- Extracted information -
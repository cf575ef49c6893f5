//! Persistent entity store using sled
//!
//! One tree per entity family, string composite keys, postcard values.
//! Version records live in a single tree under `"{kind}/{key}"` and are
//! append-only: an existing key is never overwritten.

use serde::de::DeserializeOwned;
use serde::Serialize;
use sled::{Db, Tree};
use std::path::Path;
use thiserror::Error;
use ulnwatch_core::entities::*;
use ulnwatch_core::ids::ChainId;

/// Storage errors
#[derive(Debug, Error)]
pub enum StorageError {
    #[error("sled error: {0}")]
    Sled(#[from] sled::Error),
    #[error("serialization error: {0}")]
    Serialization(#[from] postcard::Error),
}

/// Entity store backend for ulnwatchd
pub struct Storage {
    db: Db,
    /// RouteKey -> DefaultReceiveLibrary
    default_libraries: Tree,
    /// RouteKey -> DefaultUlnConfig
    default_uln_configs: Tree,
    /// OAppRouteKey -> OAppReceiveLibrary
    oapp_libraries: Tree,
    /// OAppRouteKey -> OAppUlnConfig
    oapp_uln_configs: Tree,
    /// OAppRouteKey -> OAppPeer
    oapp_peers: Tree,
    /// OAppId -> OAppRateLimiter
    oapp_rate_limiters: Tree,
    /// "{OAppId}_{dstEid}" -> OAppRateLimit
    oapp_rate_limits: Tree,
    /// OAppRouteKey -> OAppSecurityConfig
    security_configs: Tree,
    /// EventId -> PacketDelivered
    packets: Tree,
    /// OAppId -> OAppStats
    oapp_stats: Tree,
    /// OAppRouteKey -> OAppRouteStats
    route_stats: Tree,
    /// "{chainId}_{address}" -> DvnMetadata
    dvn_metadata: Tree,
    /// "{kind}/{key}" -> VersionRecord, append-only
    versions: Tree,
}

fn encode<T: Serialize>(value: &T) -> Result<Vec<u8>, StorageError> {
    Ok(postcard::to_allocvec(value)?)
}

fn decode<T: DeserializeOwned>(bytes: &[u8]) -> Result<T, StorageError> {
    Ok(postcard::from_bytes(bytes)?)
}

fn get_typed<T: DeserializeOwned>(tree: &Tree, key: &str) -> Result<Option<T>, StorageError> {
    match tree.get(key)? {
        Some(bytes) => Ok(Some(decode(&bytes)?)),
        None => Ok(None),
    }
}

fn put_typed<T: Serialize>(tree: &Tree, key: &str, value: &T) -> Result<(), StorageError> {
    tree.insert(key, encode(value)?)?;
    Ok(())
}

impl Storage {
    /// Open storage at the given path
    pub fn open(path: impl AsRef<Path>) -> Result<Self, StorageError> {
        let db = sled::open(path)?;
        Ok(Self {
            default_libraries: db.open_tree("default_libraries")?,
            default_uln_configs: db.open_tree("default_uln_configs")?,
            oapp_libraries: db.open_tree("oapp_libraries")?,
            oapp_uln_configs: db.open_tree("oapp_uln_configs")?,
            oapp_peers: db.open_tree("oapp_peers")?,
            oapp_rate_limiters: db.open_tree("oapp_rate_limiters")?,
            oapp_rate_limits: db.open_tree("oapp_rate_limits")?,
            security_configs: db.open_tree("security_configs")?,
            packets: db.open_tree("packets")?,
            oapp_stats: db.open_tree("oapp_stats")?,
            route_stats: db.open_tree("route_stats")?,
            dvn_metadata: db.open_tree("dvn_metadata")?,
            versions: db.open_tree("versions")?,
            db,
        })
    }

    pub fn get_default_library(
        &self,
        key: &str,
    ) -> Result<Option<DefaultReceiveLibrary>, StorageError> {
        get_typed(&self.default_libraries, key)
    }

    pub fn put_default_library(
        &self,
        row: &DefaultReceiveLibrary,
    ) -> Result<(), StorageError> {
        put_typed(&self.default_libraries, &row.id, row)
    }

    pub fn get_default_uln_config(
        &self,
        key: &str,
    ) -> Result<Option<DefaultUlnConfig>, StorageError> {
        get_typed(&self.default_uln_configs, key)
    }

    pub fn put_default_uln_config(&self, row: &DefaultUlnConfig) -> Result<(), StorageError> {
        put_typed(&self.default_uln_configs, &row.id, row)
    }

    pub fn get_oapp_library(
        &self,
        key: &str,
    ) -> Result<Option<OAppReceiveLibrary>, StorageError> {
        get_typed(&self.oapp_libraries, key)
    }

    pub fn put_oapp_library(&self, row: &OAppReceiveLibrary) -> Result<(), StorageError> {
        put_typed(&self.oapp_libraries, &row.id, row)
    }

    pub fn get_oapp_uln_config(&self, key: &str) -> Result<Option<OAppUlnConfig>, StorageError> {
        get_typed(&self.oapp_uln_configs, key)
    }

    pub fn put_oapp_uln_config(&self, row: &OAppUlnConfig) -> Result<(), StorageError> {
        put_typed(&self.oapp_uln_configs, &row.id, row)
    }

    pub fn get_oapp_peer(&self, key: &str) -> Result<Option<OAppPeer>, StorageError> {
        get_typed(&self.oapp_peers, key)
    }

    pub fn put_oapp_peer(&self, row: &OAppPeer) -> Result<(), StorageError> {
        put_typed(&self.oapp_peers, &row.id, row)
    }

    pub fn get_oapp_rate_limiter(
        &self,
        key: &str,
    ) -> Result<Option<OAppRateLimiter>, StorageError> {
        get_typed(&self.oapp_rate_limiters, key)
    }

    pub fn put_oapp_rate_limiter(&self, row: &OAppRateLimiter) -> Result<(), StorageError> {
        put_typed(&self.oapp_rate_limiters, &row.id, row)
    }

    pub fn get_oapp_rate_limit(&self, key: &str) -> Result<Option<OAppRateLimit>, StorageError> {
        get_typed(&self.oapp_rate_limits, key)
    }

    pub fn put_oapp_rate_limit(&self, row: &OAppRateLimit) -> Result<(), StorageError> {
        put_typed(&self.oapp_rate_limits, &row.id, row)
    }

    pub fn get_security_config(
        &self,
        key: &str,
    ) -> Result<Option<OAppSecurityConfig>, StorageError> {
        get_typed(&self.security_configs, key)
    }

    pub fn put_security_config(&self, row: &OAppSecurityConfig) -> Result<(), StorageError> {
        put_typed(&self.security_configs, &row.id, row)
    }

    /// All derived security configs on one chain. Keys are
    /// `"{chainId}_{address}_{eid}"`, so the chain prefix is a clean scan.
    pub fn security_configs_for_chain(
        &self,
        chain_id: ChainId,
    ) -> Result<Vec<OAppSecurityConfig>, StorageError> {
        let prefix = format!("{chain_id}_");
        let mut rows = Vec::new();
        for item in self.security_configs.scan_prefix(prefix.as_bytes()) {
            let (_, bytes) = item?;
            rows.push(decode(&bytes)?);
        }
        Ok(rows)
    }

    pub fn get_packet(&self, key: &str) -> Result<Option<PacketDelivered>, StorageError> {
        get_typed(&self.packets, key)
    }

    pub fn has_packet(&self, key: &str) -> Result<bool, StorageError> {
        Ok(self.packets.contains_key(key)?)
    }

    pub fn put_packet(&self, row: &PacketDelivered) -> Result<(), StorageError> {
        put_typed(&self.packets, &row.id, row)
    }

    /// Packets received by one application, in key order.
    pub fn packets_for_oapp(&self, oapp_id: &str) -> Result<Vec<PacketDelivered>, StorageError> {
        let mut rows = Vec::new();
        for item in self.packets.iter() {
            let (_, bytes) = item?;
            let packet: PacketDelivered = decode(&bytes)?;
            if packet.oapp_id == oapp_id {
                rows.push(packet);
            }
        }
        Ok(rows)
    }

    pub fn get_oapp_stats(&self, key: &str) -> Result<Option<OAppStats>, StorageError> {
        get_typed(&self.oapp_stats, key)
    }

    pub fn put_oapp_stats(&self, row: &OAppStats) -> Result<(), StorageError> {
        put_typed(&self.oapp_stats, &row.id, row)
    }

    pub fn get_route_stats(&self, key: &str) -> Result<Option<OAppRouteStats>, StorageError> {
        get_typed(&self.route_stats, key)
    }

    pub fn put_route_stats(&self, row: &OAppRouteStats) -> Result<(), StorageError> {
        put_typed(&self.route_stats, &row.id, row)
    }

    pub fn get_dvn_metadata(&self, key: &str) -> Result<Option<DvnMetadata>, StorageError> {
        get_typed(&self.dvn_metadata, key)
    }

    pub fn put_dvn_metadata(&self, row: &DvnMetadata) -> Result<(), StorageError> {
        put_typed(&self.dvn_metadata, &row.id, row)
    }

    /// Append a version record. Returns `false` without writing when the
    /// key already exists, which makes replay of an event id a no-op.
    pub fn append_version(&self, record: &VersionRecord) -> Result<bool, StorageError> {
        let key = format!("{}/{}", record.kind(), record.storage_key());
        if self.versions.contains_key(&key)? {
            return Ok(false);
        }
        self.versions.insert(key.as_bytes(), encode(record)?)?;
        Ok(true)
    }

    pub fn has_version(&self, kind: &str, key: &str) -> Result<bool, StorageError> {
        Ok(self.versions.contains_key(format!("{kind}/{key}"))?)
    }

    /// All version records of one kind, in key order.
    pub fn versions_of_kind(&self, kind: &str) -> Result<Vec<VersionRecord>, StorageError> {
        let prefix = format!("{kind}/");
        let mut rows = Vec::new();
        for item in self.versions.scan_prefix(prefix.as_bytes()) {
            let (_, bytes) = item?;
            rows.push(decode(&bytes)?);
        }
        Ok(rows)
    }

    pub fn version_count(&self) -> usize {
        self.versions.len()
    }

    /// Flush all pending writes
    pub fn flush(&self) -> Result<(), StorageError> {
        self.db.flush()?;
        Ok(())
    }
}

#[cfg(test)]
mod tests {
    use super::*;
    use tempfile::tempdir;
    use ulnwatch_core::uln::UlnConfigInput;

    #[test]
    fn test_default_library_round_trip() {
        let dir = tempdir().unwrap();
        let storage = Storage::open(dir.path()).unwrap();

        let row = DefaultReceiveLibrary {
            id: "1_30101".to_string(),
            chain_id: 1,
            eid: 30101,
            library: "0x1111111111111111111111111111111111111111".to_string(),
            last_event_id: "1_100_0".to_string(),
            last_block: 100,
            last_timestamp: 1_700_000_000,
        };
        storage.put_default_library(&row).unwrap();

        let loaded = storage.get_default_library("1_30101").unwrap().unwrap();
        assert_eq!(loaded, row);
        assert!(storage.get_default_library("1_30102").unwrap().is_none());
    }

    #[test]
    fn test_version_append_only() {
        let dir = tempdir().unwrap();
        let storage = Storage::open(dir.path()).unwrap();

        let record = VersionRecord::DefaultReceiveLibrary(DefaultReceiveLibraryVersion {
            event_id: "1_100_0".to_string(),
            chain_id: 1,
            eid: 30101,
            library: "0x1111111111111111111111111111111111111111".to_string(),
            block_number: 100,
            block_timestamp: 1,
            transaction_hash: "0xabc".to_string(),
        });

        assert!(storage.append_version(&record).unwrap());
        // Replay of the same key writes nothing
        assert!(!storage.append_version(&record).unwrap());
        assert_eq!(storage.version_count(), 1);
        assert!(storage
            .has_version("DefaultReceiveLibraryVersion", "1_100_0")
            .unwrap());
    }

    #[test]
    fn test_uln_version_keyed_per_eid() {
        let dir = tempdir().unwrap();
        let storage = Storage::open(dir.path()).unwrap();

        for eid in [30101u32, 30102] {
            let record = VersionRecord::DefaultUlnConfig(DefaultUlnConfigVersion {
                event_id: "1_100_0".to_string(),
                chain_id: 1,
                eid,
                raw: UlnConfigInput::default(),
                block_number: 100,
                block_timestamp: 1,
                transaction_hash: "0xabc".to_string(),
            });
            assert!(storage.append_version(&record).unwrap());
        }
        assert_eq!(
            storage.versions_of_kind("DefaultUlnConfigVersion").unwrap().len(),
            2
        );
    }

    #[test]
    fn test_chain_prefix_scan() {
        let dir = tempdir().unwrap();
        let storage = Storage::open(dir.path()).unwrap();

        // Chain 1 and chain 12 must not shadow each other
        for (chain_id, key) in [
            (1u64, "1_0xaaaaaaaaaaaaaaaaaaaaaaaaaaaaaaaaaaaaaaaa_30101"),
            (12u64, "12_0xaaaaaaaaaaaaaaaaaaaaaaaaaaaaaaaaaaaaaaaa_30101"),
        ] {
            let row = OAppSecurityConfig {
                id: key.to_string(),
                oapp_id: format!("{chain_id}_0xaaaaaaaaaaaaaaaaaaaaaaaaaaaaaaaaaaaaaaaa"),
                chain_id,
                eid: 30101,
                resolved: empty_resolved(),
                peer: None,
                peer_state: PeerState::NotConfigured,
                peer_oapp_id: None,
                last_computed_block: 1,
                last_computed_timestamp: 1,
                last_computed_event_id: format!("{chain_id}_1_0"),
                last_computed_tx_hash: "0xabc".to_string(),
            };
            storage.put_security_config(&row).unwrap();
        }

        let chain1 = storage.security_configs_for_chain(1).unwrap();
        assert_eq!(chain1.len(), 1);
        assert_eq!(chain1[0].chain_id, 1);
    }

    fn empty_resolved() -> ulnwatch_core::resolve::ResolvedConfig {
        ulnwatch_core::resolve::ResolvedConfig {
            receive_library: None,
            library_status: ulnwatch_core::classifier::LibraryStatus::None,
            is_config_tracked: false,
            uses_default_library: false,
            uses_default_config: false,
            uses_required_dvn_sentinel: false,
            confirmations: 0,
            required_dvn_count: 0,
            optional_dvn_count: 0,
            optional_dvn_threshold: None,
            required_dvns: Vec::new(),
            optional_dvns: Vec::new(),
            fallback_fields: Vec::new(),
            default_library_version: None,
            override_library_version: None,
            default_uln_version: None,
            override_uln_version: None,
        }
    }
}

- Work instructions -
Take the lines from the first line of the listing up to and including the line with "is never overwritten." and give them again exactly.

- Output for this task -
repository cf575ef49c6893f5
//! Persistent entity store using sled
//!
//! One tree per entity family, string composite keys, postcard values.
//! Version records live in a single tree under `"{kind}/{key}"` and are
//! append-only: an existing key is never overwritten.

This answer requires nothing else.